Needed from the data below: every line from the one with "let dim = init.len();" up to and including the one with "step inward instead", repeated exactly and with nothing else.
== Segment start ==
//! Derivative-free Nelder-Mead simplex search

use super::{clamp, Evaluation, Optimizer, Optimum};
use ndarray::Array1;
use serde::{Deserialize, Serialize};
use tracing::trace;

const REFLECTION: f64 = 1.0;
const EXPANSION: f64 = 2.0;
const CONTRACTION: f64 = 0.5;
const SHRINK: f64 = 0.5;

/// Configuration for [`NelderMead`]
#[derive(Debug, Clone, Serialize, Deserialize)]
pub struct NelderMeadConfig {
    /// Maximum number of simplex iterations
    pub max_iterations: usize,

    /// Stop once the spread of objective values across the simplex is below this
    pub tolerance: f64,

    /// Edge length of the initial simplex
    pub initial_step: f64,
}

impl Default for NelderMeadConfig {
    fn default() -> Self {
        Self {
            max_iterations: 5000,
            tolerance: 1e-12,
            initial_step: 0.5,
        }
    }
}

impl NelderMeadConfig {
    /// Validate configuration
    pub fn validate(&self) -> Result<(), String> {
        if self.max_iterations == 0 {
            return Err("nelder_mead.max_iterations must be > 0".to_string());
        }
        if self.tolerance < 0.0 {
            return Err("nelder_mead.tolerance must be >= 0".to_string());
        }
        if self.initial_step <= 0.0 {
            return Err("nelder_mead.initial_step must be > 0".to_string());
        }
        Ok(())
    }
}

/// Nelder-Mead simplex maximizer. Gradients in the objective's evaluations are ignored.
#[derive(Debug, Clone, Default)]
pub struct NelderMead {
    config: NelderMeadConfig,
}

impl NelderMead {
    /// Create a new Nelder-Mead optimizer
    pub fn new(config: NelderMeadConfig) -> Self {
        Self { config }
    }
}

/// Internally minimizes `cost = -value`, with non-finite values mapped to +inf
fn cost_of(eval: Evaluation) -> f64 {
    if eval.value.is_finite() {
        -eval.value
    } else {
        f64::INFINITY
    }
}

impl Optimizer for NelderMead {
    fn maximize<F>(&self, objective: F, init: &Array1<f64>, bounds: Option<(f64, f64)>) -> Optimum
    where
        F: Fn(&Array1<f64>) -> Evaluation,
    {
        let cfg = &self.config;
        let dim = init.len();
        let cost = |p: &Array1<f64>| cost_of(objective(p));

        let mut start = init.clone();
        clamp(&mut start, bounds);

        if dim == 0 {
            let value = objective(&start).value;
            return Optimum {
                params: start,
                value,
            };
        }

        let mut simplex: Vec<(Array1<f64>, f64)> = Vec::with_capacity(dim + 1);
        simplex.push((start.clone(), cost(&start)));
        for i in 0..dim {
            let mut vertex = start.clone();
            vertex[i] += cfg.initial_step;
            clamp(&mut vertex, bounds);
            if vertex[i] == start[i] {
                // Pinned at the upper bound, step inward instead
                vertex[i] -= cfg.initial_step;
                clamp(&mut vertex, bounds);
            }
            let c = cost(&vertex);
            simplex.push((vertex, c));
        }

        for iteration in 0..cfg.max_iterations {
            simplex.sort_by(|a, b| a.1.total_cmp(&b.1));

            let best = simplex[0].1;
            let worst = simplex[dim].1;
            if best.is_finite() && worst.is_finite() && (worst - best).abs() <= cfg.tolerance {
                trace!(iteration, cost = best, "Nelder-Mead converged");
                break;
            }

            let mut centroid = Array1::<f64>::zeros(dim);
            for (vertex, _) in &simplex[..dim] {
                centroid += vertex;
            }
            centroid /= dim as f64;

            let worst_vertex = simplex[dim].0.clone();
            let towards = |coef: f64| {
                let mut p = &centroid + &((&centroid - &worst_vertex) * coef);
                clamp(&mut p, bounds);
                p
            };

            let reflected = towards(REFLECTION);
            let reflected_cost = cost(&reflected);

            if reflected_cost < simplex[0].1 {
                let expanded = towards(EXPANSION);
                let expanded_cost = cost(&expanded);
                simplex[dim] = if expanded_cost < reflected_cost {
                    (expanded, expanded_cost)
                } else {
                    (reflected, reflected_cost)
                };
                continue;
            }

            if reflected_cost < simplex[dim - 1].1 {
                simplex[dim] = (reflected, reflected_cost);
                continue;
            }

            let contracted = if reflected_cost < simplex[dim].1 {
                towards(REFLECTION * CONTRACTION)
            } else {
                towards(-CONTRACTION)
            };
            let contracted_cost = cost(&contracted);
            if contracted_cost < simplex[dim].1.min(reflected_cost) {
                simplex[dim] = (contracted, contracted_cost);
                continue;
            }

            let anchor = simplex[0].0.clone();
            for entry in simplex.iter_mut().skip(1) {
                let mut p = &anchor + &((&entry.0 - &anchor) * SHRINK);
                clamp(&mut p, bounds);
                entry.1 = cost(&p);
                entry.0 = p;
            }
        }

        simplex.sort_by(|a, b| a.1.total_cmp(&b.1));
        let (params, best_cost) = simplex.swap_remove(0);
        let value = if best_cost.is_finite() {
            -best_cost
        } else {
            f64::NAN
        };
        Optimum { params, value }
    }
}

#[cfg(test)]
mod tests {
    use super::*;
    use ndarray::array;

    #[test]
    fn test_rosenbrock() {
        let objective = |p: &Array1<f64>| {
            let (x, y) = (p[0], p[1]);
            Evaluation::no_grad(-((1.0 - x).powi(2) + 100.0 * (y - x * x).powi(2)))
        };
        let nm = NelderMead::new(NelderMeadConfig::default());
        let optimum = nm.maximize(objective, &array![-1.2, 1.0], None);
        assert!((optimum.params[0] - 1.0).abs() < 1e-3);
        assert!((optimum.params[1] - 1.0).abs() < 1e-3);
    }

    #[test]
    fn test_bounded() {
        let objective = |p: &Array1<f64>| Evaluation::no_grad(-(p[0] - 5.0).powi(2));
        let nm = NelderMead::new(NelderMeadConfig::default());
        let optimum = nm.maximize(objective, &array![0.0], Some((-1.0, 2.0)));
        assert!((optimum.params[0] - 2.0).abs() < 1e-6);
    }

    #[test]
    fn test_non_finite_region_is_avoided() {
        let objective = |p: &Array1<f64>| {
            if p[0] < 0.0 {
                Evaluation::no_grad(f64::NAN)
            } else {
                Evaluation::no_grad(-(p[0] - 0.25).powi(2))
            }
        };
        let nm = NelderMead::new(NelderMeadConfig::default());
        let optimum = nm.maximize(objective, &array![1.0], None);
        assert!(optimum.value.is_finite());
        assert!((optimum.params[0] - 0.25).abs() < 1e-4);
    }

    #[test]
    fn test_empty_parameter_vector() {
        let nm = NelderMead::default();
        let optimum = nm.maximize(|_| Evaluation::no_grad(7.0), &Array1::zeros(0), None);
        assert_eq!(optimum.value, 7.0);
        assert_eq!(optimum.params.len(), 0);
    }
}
== Segment end ==
### Completed task
        let dim = init.len();
        let cost = |p: &Array1<f64>| cost_of(objective(p));

        let mut start = init.clone();
        clamp(&mut start, bounds);

        if dim == 0 {
            let value = objective(&start).value;
            return Optimum {
                params: start,
                value,
            };
        }

        let mut simplex: Vec<(Array1<f64>, f64)> = Vec::with_capacity(dim + 1);
        simplex.push((start.clone(), cost(&start)));
        for i in 0..dim {
            let mut vertex = start.clone();
            vertex[i] += cfg.initial_step;
            clamp(&mut vertex, bounds);
            if vertex[i] == start[i] {
                // Pinned at the upper bound, step inward instead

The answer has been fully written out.